■ Description of the task
The response must be a precise copy of the records that follow.

Dataset content Start Marker

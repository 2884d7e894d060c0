//! Testing utilities for the stagecraft workspace
//!
//! Closure plugin fixtures, a manual clock, an in-memory store and a
//! recording publisher.

#![allow(missing_docs)]

use async_trait::async_trait;
use chrono::{DateTime, Duration, TimeZone, Utc};
use parking_lot::Mutex;
use serde_json::{json, Value};
use stagecraft_core::{
    CancellationToken, Clock, EventEnvelope, LifecycleEvent, PublishError, Publisher, RunQuery,
    RunRecord, Store, StoreError,
};
use stagecraft_kernel::{
    Disposable, DisposalError, FnPlugin, PluginId, PluginManifest, Registry, RunId, Stage,
    TenantId,
};
use std::sync::atomic::{AtomicBool, AtomicUsize, Ordering};
use std::sync::Arc;

pub fn pid(id: &str) -> PluginId {
    PluginId::new(id).unwrap()
}

pub fn stage(name: &str) -> Stage {
    Stage::new(name).unwrap()
}

pub fn tid(id: &str) -> TenantId {
    TenantId::new(id).unwrap()
}

pub fn init_test_tracing() {
    stagecraft_core::init_tracing(Some("debug"));
}

fn manifest(id: &str, stage_name: &str, deps: &[&str]) -> PluginManifest {
    deps.iter()
        .fold(PluginManifest::new(pid(id), stage(stage_name)), |m, dep| {
            m.depends_on(pid(dep))
        })
}

/// Plugin applying `op` to `value` and appending its id to `trail`
pub fn step_plugin(id: &str, stage_name: &str, deps: &[&str], op: fn(i64) -> i64) -> FnPlugin {
    let name = id.to_string();
    FnPlugin::sync(manifest(id, stage_name, deps), move |mut input: Value| {
        let value = input["value"].as_i64().unwrap_or_default();
        input["value"] = json!(op(value));
        if !input["trail"].is_array() {
            input["trail"] = json!([]);
        }
        if let Some(trail) = input["trail"].as_array_mut() {
            trail.push(json!(name));
        }
        Ok(input)
    })
}

/// Plugin returning its input untouched
pub fn passthrough_plugin(id: &str, stage_name: &str, deps: &[&str]) -> FnPlugin {
    FnPlugin::sync(manifest(id, stage_name, deps), Ok)
}

/// Plugin that always fails with `message`
pub fn failing_plugin(id: &str, stage_name: &str, deps: &[&str], message: &'static str) -> FnPlugin {
    FnPlugin::sync(manifest(id, stage_name, deps), move |_| Err(anyhow::anyhow!(message)))
}

/// Plugin that cancels `token` and then completes normally
pub fn cancelling_plugin(
    id: &str,
    stage_name: &str,
    deps: &[&str],
    token: CancellationToken,
) -> FnPlugin {
    FnPlugin::sync(manifest(id, stage_name, deps), move |input| {
        token.cancel();
        Ok(input)
    })
}

/// Plugin yielding to the scheduler `yields` times before passing through
pub fn yielding_plugin(id: &str, stage_name: &str, yields: usize) -> FnPlugin {
    FnPlugin::new(manifest(id, stage_name, &[]), move |_ctx, input| async move {
        for _ in 0..yields {
            yield_now().await;
        }
        Ok(input)
    })
}

/// Runtime-agnostic yield
async fn yield_now() {
    let mut yielded = false;
    std::future::poll_fn(|cx| {
        if yielded {
            std::task::Poll::Ready(())
        } else {
            yielded = true;
            cx.waker().wake_by_ref();
            std::task::Poll::Pending
        }
    })
    .await;
}

/// `ingest -> analyze -> resolve` with `+1`, `*10`, `-3`
///
/// `{"value": 1}` ends as `{"value": 17, "trail": ["A", "B", "C"]}`.
pub fn three_stage_registry() -> Registry {
    let mut registry = Registry::new();
    registry.register(step_plugin("A", "ingest", &[], |v| v + 1)).unwrap();
    registry
        .register(step_plugin("B", "analyze", &["A"], |v| v * 10))
        .unwrap();
    registry
        .register(step_plugin("C", "resolve", &["B"], |v| v - 3))
        .unwrap();
    registry
}

/// `"started:ingest"` style rendering of stage events
pub fn stage_trace(events: &[LifecycleEvent]) -> Vec<String> {
    events
        .iter()
        .filter_map(|e| e.stage.as_ref().map(|s| format!("{}:{}", e.kind, s)))
        .collect()
}

/// Clock that only moves when told to
#[derive(Debug)]
pub struct ManualClock {
    now: Mutex<DateTime<Utc>>,
}

impl ManualClock {
    pub fn new(start: DateTime<Utc>) -> Self {
        Self {
            now: Mutex::new(start),
        }
    }

    pub fn advance(&self, by: Duration) {
        *self.now.lock() += by;
    }
}

impl Default for ManualClock {
    fn default() -> Self {
        Self::new(Utc.with_ymd_and_hms(2026, 1, 1, 0, 0, 0).unwrap())
    }
}

impl Clock for ManualClock {
    fn now(&self) -> DateTime<Utc> {
        *self.now.lock()
    }
}

/// In-memory [`Store`]
#[derive(Debug, Default)]
pub struct MemoryStore {
    records: Mutex<Vec<RunRecord>>,
    offline: AtomicBool,
}

impl MemoryStore {
    pub fn new() -> Self {
        Self::default()
    }

    /// Make every call fail with [`StoreError::Unavailable`]
    pub fn set_offline(&self, offline: bool) {
        self.offline.store(offline, Ordering::SeqCst);
    }

    pub fn len(&self) -> usize {
        self.records.lock().len()
    }

    pub fn is_empty(&self) -> bool {
        self.records.lock().is_empty()
    }

    fn check(&self) -> Result<(), StoreError> {
        if self.offline.load(Ordering::SeqCst) {
            Err(StoreError::Unavailable("memory store offline".into()))
        } else {
            Ok(())
        }
    }
}

#[async_trait]
impl Store for MemoryStore {
    async fn save(&self, record: RunRecord) -> Result<(), StoreError> {
        self.check()?;
        let mut records = self.records.lock();
        records.retain(|r| r.context.run_id != record.context.run_id);
        records.push(record);
        Ok(())
    }

    async fn get(&self, run_id: RunId) -> Result<Option<RunRecord>, StoreError> {
        self.check()?;
        Ok(self
            .records
            .lock()
            .iter()
            .find(|r| r.context.run_id == run_id)
            .cloned())
    }

    async fn list(&self, query: RunQuery) -> Result<Vec<RunRecord>, StoreError> {
        self.check()?;
        let records = self.records.lock();
        let matching = records.iter().filter(|r| query.matches(r)).cloned();
        Ok(match query.limit {
            Some(limit) => matching.take(limit).collect(),
            None => matching.collect(),
        })
    }
}

/// [`Publisher`] keeping everything it receives
#[derive(Debug, Default)]
pub struct RecordingPublisher {
    received: Mutex<Vec<EventEnvelope>>,
    reject: AtomicBool,
}

impl RecordingPublisher {
    pub fn new() -> Self {
        Self::default()
    }

    /// Reject every event after recording it
    pub fn rejecting() -> Self {
        let publisher = Self::default();
        publisher.reject.store(true, Ordering::SeqCst);
        publisher
    }

    pub fn received(&self) -> Vec<EventEnvelope> {
        self.received.lock().clone()
    }
}

impl Publisher for RecordingPublisher {
    fn publish(&self, envelope: &EventEnvelope) -> Result<(), PublishError> {
        self.received.lock().push(envelope.clone());
        if self.reject.load(Ordering::SeqCst) {
            return Err(PublishError::Rejected("recording publisher rejects".into()));
        }
        Ok(())
    }
}

/// Disposable counting its releases into a shared counter
#[derive(Debug)]
pub struct CountingResource {
    label: String,
    releases: Arc<AtomicUsize>,
}

impl CountingResource {
    pub fn new(label: &str, releases: Arc<AtomicUsize>) -> Self {
        Self {
            label: label.to_string(),
            releases,
        }
    }
}

impl Disposable for CountingResource {
    fn label(&self) -> &str {
        &self.label
    }

    fn dispose(&mut self) -> Result<(), DisposalError> {
        self.releases.fetch_add(1, Ordering::SeqCst);
        Ok(())
    }
}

Dataset content End Marker

■ Result of this exercise
repository 2884d7e894d060c0
//! Testing utilities for the stagecraft workspace
//!
//! Closure plugin fixtures, a manual clock, an in-memory store and a
//! recording publisher.

#![allow(missing_docs)]

use async_trait::async_trait;
use chrono::{DateTime, Duration, TimeZone, Utc};
use parking_lot::Mutex;
use serde_json::{json, Value};
use stagecraft_core::{
    CancellationToken, Clock, EventEnvelope, LifecycleEvent, PublishError, Publisher, RunQuery,
    RunRecord, Store, StoreError,
};
use stagecraft_kernel::{
    Disposable, DisposalError, FnPlugin, PluginId, PluginManifest, Registry, RunId, Stage,
    TenantId,
};
use std::sync::atomic::{AtomicBool, AtomicUsize, Ordering};
use std::sync::Arc;

pub fn pid(id: &str) -> PluginId {
    PluginId::new(id).unwrap()
}

pub fn stage(name: &str) -> Stage {
    Stage::new(name).unwrap()
}

pub fn tid(id: &str) -> TenantId {
    TenantId::new(id).unwrap()
}

pub fn init_test_tracing() {
    stagecraft_core::init_tracing(Some("debug"));
}

fn manifest(id: &str, stage_name: &str, deps: &[&str]) -> PluginManifest {
    deps.iter()
        .fold(PluginManifest::new(pid(id), stage(stage_name)), |m, dep| {
            m.depends_on(pid(dep))
        })
}

/// Plugin applying `op` to `value` and appending its id to `trail`
pub fn step_plugin(id: &str, stage_name: &str, deps: &[&str], op: fn(i64) -> i64) -> FnPlugin {
    let name = id.to_string();
    FnPlugin::sync(manifest(id, stage_name, deps), move |mut input: Value| {
        let value = input["value"].as_i64().unwrap_or_default();
        input["value"] = json!(op(value));
        if !input["trail"].is_array() {
            input["trail"] = json!([]);
        }
        if let Some(trail) = input["trail"].as_array_mut() {
            trail.push(json!(name));
        }
        Ok(input)
    })
}

/// Plugin returning its input untouched
pub fn passthrough_plugin(id: &str, stage_name: &str, deps: &[&str]) -> FnPlugin {
    FnPlugin::sync(manifest(id, stage_name, deps), Ok)
}

/// Plugin that always fails with `message`
pub fn failing_plugin(id: &str, stage_name: &str, deps: &[&str], message: &'static str) -> FnPlugin {
    FnPlugin::sync(manifest(id, stage_name, deps), move |_| Err(anyhow::anyhow!(message)))
}

/// Plugin that cancels `token` and then completes normally
pub fn cancelling_plugin(
    id: &str,
    stage_name: &str,
    deps: &[&str],
    token: CancellationToken,
) -> FnPlugin {
    FnPlugin::sync(manifest(id, stage_name, deps), move |input| {
        token.cancel();
        Ok(input)
    })
}

/// Plugin yielding to the scheduler `yields` times before passing through
pub fn yielding_plugin(id: &str, stage_name: &str, yields: usize) -> FnPlugin {
    FnPlugin::new(manifest(id, stage_name, &[]), move |_ctx, input| async move {
        for _ in 0..yields {
            yield_now().await;
        }
        Ok(input)
    })
}

/// Runtime-agnostic yield
async fn yield_now() {
    let mut yielded = false;
    std::future::poll_fn(|cx| {
        if yielded {
            std::task::Poll::Ready(())
        } else {
            yielded = true;
            cx.waker().wake_by_ref();
            std::task::Poll::Pending
        }
    })
    .await;
}

/// `ingest -> analyze -> resolve` with `+1`, `*10`, `-3`
///
/// `{"value": 1}` ends as `{"value": 17, "trail": ["A", "B", "C"]}`.
pub fn three_stage_registry() -> Registry {
    let mut registry = Registry::new();
    registry.register(step_plugin("A", "ingest", &[], |v| v + 1)).unwrap();
    registry
        .register(step_plugin("B", "analyze", &["A"], |v| v * 10))
        .unwrap();
    registry
        .register(step_plugin("C", "resolve", &["B"], |v| v - 3))
        .unwrap();
    registry
}

/// `"started:ingest"` style rendering of stage events
pub fn stage_trace(events: &[LifecycleEvent]) -> Vec<String> {
    events
        .iter()
        .filter_map(|e| e.stage.as_ref().map(|s| format!("{}:{}", e.kind, s)))
        .collect()
}

/// Clock that only moves when told to
#[derive(Debug)]
pub struct ManualClock {
    now: Mutex<DateTime<Utc>>,
}

impl ManualClock {
    pub fn new(start: DateTime<Utc>) -> Self {
        Self {
            now: Mutex::new(start),
        }
    }

    pub fn advance(&self, by: Duration) {
        *self.now.lock() += by;
    }
}

impl Default for ManualClock {
    fn default() -> Self {
        Self::new(Utc.with_ymd_and_hms(2026, 1, 1, 0, 0, 0).unwrap())
    }
}

impl Clock for ManualClock {
    fn now(&self) -> DateTime<Utc> {
        *self.now.lock()
    }
}

/// In-memory [`Store`]
#[derive(Debug, Default)]
pub struct MemoryStore {
    records: Mutex<Vec<RunRecord>>,
    offline: AtomicBool,
}

impl MemoryStore {
    pub fn new() -> Self {
        Self::default()
    }

    /// Make every call fail with [`StoreError::Unavailable`]
    pub fn set_offline(&self, offline: bool) {
        self.offline.store(offline, Ordering::SeqCst);
    }

    pub fn len(&self) -> usize {
        self.records.lock().len()
    }

    pub fn is_empty(&self) -> bool {
        self.records.lock().is_empty()
    }

    fn check(&self) -> Result<(), StoreError> {
        if self.offline.load(Ordering::SeqCst) {
            Err(StoreError::Unavailable("memory store offline".into()))
        } else {
            Ok(())
        }
    }
}

#[async_trait]
impl Store for MemoryStore {
    async fn save(&self, record: RunRecord) -> Result<(), StoreError> {
        self.check()?;
        let mut records = self.records.lock();
        records.retain(|r| r.context.run_id != record.context.run_id);
        records.push(record);
        Ok(())
    }

    async fn get(&self, run_id: RunId) -> Result<Option<RunRecord>, StoreError> {
        self.check()?;
        Ok(self
            .records
            .lock()
            .iter()
            .find(|r| r.context.run_id == run_id)
            .cloned())
    }

    async fn list(&self, query: RunQuery) -> Result<Vec<RunRecord>, StoreError> {
        self.check()?;
        let records = self.records.lock();
        let matching = records.iter().filter(|r| query.matches(r)).cloned();
        Ok(match query.limit {
            Some(limit) => matching.take(limit).collect(),
            None => matching.collect(),
        })
    }
}

/// [`Publisher`] keeping everything it receives
#[derive(Debug, Default)]
pub struct RecordingPublisher {
    received: Mutex<Vec<EventEnvelope>>,
    reject: AtomicBool,
}

impl RecordingPublisher {
    pub fn new() -> Self {
        Self::default()
    }

    /// Reject every event after recording it
    pub fn rejecting() -> Self {
        let publisher = Self::default();
        publisher.reject.store(true, Ordering::SeqCst);
        publisher
    }

    pub fn received(&self) -> Vec<EventEnvelope> {
        self.received.lock().clone()
    }
}

impl Publisher for RecordingPublisher {
    fn publish(&self, envelope: &EventEnvelope) -> Result<(), PublishError> {
        self.received.lock().push(envelope.clone());
        if self.reject.load(Ordering::SeqCst) {
            return Err(PublishError::Rejected("recording publisher rejects".into()));
        }
        Ok(())
    }
}

/// Disposable counting its releases into a shared counter
#[derive(Debug)]
pub struct CountingResource {
    label: String,
    releases: Arc<AtomicUsize>,
}

impl CountingResource {
    pub fn new(label: &str, releases: Arc<AtomicUsize>) -> Self {
        Self {
            label: label.to_string(),
            releases,
        }
    }
}

impl Disposable for CountingResource {
    fn label(&self) -> &str {
        &self.label
    }

    fn dispose(&mut self) -> Result<(), DisposalError> {
        self.releases.fetch_add(1, Ordering::SeqCst);
        Ok(())
    }
}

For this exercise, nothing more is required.